[Collected data]
╭──
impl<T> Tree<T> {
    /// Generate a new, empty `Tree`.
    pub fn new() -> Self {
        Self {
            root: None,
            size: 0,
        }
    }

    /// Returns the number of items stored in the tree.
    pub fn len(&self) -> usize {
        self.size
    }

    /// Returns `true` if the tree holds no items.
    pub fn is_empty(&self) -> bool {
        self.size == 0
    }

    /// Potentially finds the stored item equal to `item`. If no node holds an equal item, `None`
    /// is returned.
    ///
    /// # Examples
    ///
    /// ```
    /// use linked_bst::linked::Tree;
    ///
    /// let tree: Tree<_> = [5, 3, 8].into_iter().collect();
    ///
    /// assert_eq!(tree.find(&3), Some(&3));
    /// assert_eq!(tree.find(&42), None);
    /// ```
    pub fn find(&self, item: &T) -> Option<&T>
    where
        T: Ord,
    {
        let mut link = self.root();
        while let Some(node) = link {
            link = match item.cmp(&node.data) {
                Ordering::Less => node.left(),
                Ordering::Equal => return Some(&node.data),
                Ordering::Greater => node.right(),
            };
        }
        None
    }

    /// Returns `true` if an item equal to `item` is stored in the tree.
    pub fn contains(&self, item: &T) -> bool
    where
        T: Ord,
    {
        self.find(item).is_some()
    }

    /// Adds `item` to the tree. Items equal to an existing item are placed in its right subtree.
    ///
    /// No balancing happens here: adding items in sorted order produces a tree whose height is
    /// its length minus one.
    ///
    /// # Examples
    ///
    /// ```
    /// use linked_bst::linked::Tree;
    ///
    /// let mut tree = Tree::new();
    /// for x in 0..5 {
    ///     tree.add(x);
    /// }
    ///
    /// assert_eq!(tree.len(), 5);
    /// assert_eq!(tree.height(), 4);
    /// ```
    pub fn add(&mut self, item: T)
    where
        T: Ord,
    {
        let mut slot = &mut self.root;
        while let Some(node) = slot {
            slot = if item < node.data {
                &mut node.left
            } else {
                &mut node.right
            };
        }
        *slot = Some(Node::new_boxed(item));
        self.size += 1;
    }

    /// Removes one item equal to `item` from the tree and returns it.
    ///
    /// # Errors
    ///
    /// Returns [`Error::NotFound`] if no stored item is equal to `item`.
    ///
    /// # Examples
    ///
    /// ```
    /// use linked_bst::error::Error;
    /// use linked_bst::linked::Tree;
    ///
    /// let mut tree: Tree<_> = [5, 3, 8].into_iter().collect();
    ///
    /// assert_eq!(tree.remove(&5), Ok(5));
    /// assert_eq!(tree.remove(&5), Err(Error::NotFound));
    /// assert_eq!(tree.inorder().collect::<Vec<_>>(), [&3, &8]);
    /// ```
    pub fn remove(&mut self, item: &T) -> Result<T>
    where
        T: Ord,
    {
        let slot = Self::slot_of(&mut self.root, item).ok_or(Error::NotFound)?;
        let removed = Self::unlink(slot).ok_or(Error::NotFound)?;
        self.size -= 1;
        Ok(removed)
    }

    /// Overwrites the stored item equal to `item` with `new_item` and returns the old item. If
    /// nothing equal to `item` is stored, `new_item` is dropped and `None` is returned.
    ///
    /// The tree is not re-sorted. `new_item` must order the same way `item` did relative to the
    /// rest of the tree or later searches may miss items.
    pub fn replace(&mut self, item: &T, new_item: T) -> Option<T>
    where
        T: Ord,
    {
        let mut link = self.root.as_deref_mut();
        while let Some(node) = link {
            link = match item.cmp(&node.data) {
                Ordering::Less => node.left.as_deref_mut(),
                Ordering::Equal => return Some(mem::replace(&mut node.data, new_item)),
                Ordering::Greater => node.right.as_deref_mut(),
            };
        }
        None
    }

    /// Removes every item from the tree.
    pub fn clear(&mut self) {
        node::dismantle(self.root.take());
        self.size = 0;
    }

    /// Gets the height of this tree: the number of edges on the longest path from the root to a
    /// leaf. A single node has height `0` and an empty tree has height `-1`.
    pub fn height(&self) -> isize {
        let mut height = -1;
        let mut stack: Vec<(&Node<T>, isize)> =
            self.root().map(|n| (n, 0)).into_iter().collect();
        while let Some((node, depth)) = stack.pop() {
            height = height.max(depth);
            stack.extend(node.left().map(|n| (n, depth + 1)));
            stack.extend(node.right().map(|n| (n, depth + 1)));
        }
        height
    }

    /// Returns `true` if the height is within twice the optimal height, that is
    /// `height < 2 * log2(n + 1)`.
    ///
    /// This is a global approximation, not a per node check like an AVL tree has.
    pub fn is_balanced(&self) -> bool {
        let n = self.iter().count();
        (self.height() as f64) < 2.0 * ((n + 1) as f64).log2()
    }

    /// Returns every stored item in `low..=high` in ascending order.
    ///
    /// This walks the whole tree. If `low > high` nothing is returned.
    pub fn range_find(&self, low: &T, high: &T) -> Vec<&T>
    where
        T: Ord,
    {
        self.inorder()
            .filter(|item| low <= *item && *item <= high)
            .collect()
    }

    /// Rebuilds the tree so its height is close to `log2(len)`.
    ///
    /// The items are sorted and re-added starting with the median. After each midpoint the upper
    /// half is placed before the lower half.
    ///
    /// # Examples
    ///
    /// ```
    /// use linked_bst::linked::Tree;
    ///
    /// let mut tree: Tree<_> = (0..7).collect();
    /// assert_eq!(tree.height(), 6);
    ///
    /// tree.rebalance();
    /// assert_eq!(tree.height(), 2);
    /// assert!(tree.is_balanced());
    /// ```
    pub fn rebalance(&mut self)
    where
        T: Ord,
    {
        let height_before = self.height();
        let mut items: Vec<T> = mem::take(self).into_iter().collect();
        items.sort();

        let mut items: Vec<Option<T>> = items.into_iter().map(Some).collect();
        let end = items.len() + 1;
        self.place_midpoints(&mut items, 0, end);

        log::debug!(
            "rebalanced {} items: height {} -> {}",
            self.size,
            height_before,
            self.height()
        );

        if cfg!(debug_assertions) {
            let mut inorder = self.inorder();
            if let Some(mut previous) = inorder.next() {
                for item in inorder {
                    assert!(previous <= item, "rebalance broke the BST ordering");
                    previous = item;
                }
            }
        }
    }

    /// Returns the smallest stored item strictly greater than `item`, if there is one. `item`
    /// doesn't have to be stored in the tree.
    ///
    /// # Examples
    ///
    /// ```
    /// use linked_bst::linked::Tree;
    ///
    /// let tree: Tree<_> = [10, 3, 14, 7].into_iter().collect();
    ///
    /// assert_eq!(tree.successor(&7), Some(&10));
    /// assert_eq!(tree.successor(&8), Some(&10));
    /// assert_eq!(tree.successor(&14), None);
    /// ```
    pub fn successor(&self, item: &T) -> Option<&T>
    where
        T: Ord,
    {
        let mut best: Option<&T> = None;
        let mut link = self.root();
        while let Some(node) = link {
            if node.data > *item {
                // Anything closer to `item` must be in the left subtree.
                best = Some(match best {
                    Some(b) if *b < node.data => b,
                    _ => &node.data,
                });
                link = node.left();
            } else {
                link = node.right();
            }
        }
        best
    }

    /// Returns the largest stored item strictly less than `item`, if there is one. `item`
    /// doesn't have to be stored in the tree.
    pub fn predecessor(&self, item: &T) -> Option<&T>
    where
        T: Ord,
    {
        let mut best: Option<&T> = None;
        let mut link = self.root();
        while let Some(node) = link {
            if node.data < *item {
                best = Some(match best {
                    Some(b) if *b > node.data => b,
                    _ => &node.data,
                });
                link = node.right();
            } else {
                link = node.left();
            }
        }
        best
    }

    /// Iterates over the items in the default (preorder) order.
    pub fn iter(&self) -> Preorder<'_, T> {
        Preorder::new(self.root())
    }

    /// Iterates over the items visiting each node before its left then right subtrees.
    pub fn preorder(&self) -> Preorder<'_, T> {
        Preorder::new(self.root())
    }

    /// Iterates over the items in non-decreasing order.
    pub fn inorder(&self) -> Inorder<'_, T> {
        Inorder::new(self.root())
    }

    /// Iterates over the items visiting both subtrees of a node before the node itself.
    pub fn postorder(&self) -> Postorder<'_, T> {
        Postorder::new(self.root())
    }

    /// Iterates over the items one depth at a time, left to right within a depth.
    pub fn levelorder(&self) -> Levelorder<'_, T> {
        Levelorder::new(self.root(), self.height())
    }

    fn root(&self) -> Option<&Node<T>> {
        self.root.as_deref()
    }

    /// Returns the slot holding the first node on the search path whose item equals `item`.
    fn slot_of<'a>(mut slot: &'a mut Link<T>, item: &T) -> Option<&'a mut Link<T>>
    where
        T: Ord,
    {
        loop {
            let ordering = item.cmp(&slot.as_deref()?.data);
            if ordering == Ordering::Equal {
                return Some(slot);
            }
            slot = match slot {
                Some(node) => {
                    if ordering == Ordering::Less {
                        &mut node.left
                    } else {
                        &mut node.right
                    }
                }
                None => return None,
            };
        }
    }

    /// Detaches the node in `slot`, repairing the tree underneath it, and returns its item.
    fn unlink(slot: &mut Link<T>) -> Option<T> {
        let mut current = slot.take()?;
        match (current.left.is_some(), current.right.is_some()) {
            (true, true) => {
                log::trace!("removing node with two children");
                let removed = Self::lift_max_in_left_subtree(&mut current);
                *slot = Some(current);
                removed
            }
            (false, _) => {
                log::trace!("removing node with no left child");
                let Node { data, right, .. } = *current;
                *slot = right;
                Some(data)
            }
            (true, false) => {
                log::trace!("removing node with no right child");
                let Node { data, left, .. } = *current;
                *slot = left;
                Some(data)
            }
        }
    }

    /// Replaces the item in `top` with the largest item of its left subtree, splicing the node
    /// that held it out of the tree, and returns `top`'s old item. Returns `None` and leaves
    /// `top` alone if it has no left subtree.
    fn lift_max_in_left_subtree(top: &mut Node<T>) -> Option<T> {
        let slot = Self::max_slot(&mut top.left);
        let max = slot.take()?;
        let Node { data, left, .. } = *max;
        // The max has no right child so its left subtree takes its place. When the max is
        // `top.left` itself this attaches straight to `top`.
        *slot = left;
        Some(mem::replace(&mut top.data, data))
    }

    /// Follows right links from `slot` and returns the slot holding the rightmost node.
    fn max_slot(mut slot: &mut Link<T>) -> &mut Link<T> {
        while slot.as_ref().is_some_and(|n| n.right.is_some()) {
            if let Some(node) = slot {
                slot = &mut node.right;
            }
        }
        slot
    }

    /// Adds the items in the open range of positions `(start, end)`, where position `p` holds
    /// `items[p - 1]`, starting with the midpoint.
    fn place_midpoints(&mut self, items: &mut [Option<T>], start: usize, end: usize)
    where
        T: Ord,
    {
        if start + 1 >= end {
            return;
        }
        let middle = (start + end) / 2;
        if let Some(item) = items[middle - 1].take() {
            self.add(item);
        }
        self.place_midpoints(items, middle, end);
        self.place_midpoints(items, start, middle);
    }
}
╰──
╭──
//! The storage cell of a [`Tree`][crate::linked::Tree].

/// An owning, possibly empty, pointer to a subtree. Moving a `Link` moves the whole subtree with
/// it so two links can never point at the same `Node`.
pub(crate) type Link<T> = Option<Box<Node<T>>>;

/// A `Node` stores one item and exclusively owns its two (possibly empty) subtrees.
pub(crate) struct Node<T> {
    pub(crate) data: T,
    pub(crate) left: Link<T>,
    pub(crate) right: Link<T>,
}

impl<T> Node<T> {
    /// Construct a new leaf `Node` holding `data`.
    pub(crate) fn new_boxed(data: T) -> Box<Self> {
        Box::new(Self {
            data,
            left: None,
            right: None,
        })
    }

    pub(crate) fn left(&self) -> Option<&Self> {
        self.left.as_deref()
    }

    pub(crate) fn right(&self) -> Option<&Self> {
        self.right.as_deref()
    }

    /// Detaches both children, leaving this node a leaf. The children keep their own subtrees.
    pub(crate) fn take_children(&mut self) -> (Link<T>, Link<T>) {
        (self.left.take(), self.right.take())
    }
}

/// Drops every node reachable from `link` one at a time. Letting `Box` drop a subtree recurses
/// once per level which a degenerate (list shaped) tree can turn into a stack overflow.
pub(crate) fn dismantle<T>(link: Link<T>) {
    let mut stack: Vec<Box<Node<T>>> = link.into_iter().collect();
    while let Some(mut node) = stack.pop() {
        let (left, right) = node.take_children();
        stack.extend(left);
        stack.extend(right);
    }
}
╰──
DESCRIPTION OF THE TASK
Please write out, exactly as they appear above, only the lines in the stretch from the line with "return Some(slot);" through the line with "When the max is".

ANSWER
                return Some(slot);
            }
            slot = match slot {
                Some(node) => {
                    if ordering == Ordering::Less {
                        &mut node.left
                    } else {
                        &mut node.right
                    }
                }
                None => return None,
            };
        }
    }

    /// Detaches the node in `slot`, repairing the tree underneath it, and returns its item.
    fn unlink(slot: &mut Link<T>) -> Option<T> {
        let mut current = slot.take()?;
        match (current.left.is_some(), current.right.is_some()) {
            (true, true) => {
                log::trace!("removing node with two children");
                let removed = Self::lift_max_in_left_subtree(&mut current);
                *slot = Some(current);
                removed
            }
            (false, _) => {
                log::trace!("removing node with no left child");
                let Node { data, right, .. } = *current;
                *slot = right;
                Some(data)
            }
            (true, false) => {
                log::trace!("removing node with no right child");
                let Node { data, left, .. } = *current;
                *slot = left;
                Some(data)
            }
        }
    }

    /// Replaces the item in `top` with the largest item of its left subtree, splicing the node
    /// that held it out of the tree, and returns `top`'s old item. Returns `None` and leaves
    /// `top` alone if it has no left subtree.
    fn lift_max_in_left_subtree(top: &mut Node<T>) -> Option<T> {
        let slot = Self::max_slot(&mut top.left);
        let max = slot.take()?;
        let Node { data, left, .. } = *max;
        // The max has no right child so its left subtree takes its place. When the max is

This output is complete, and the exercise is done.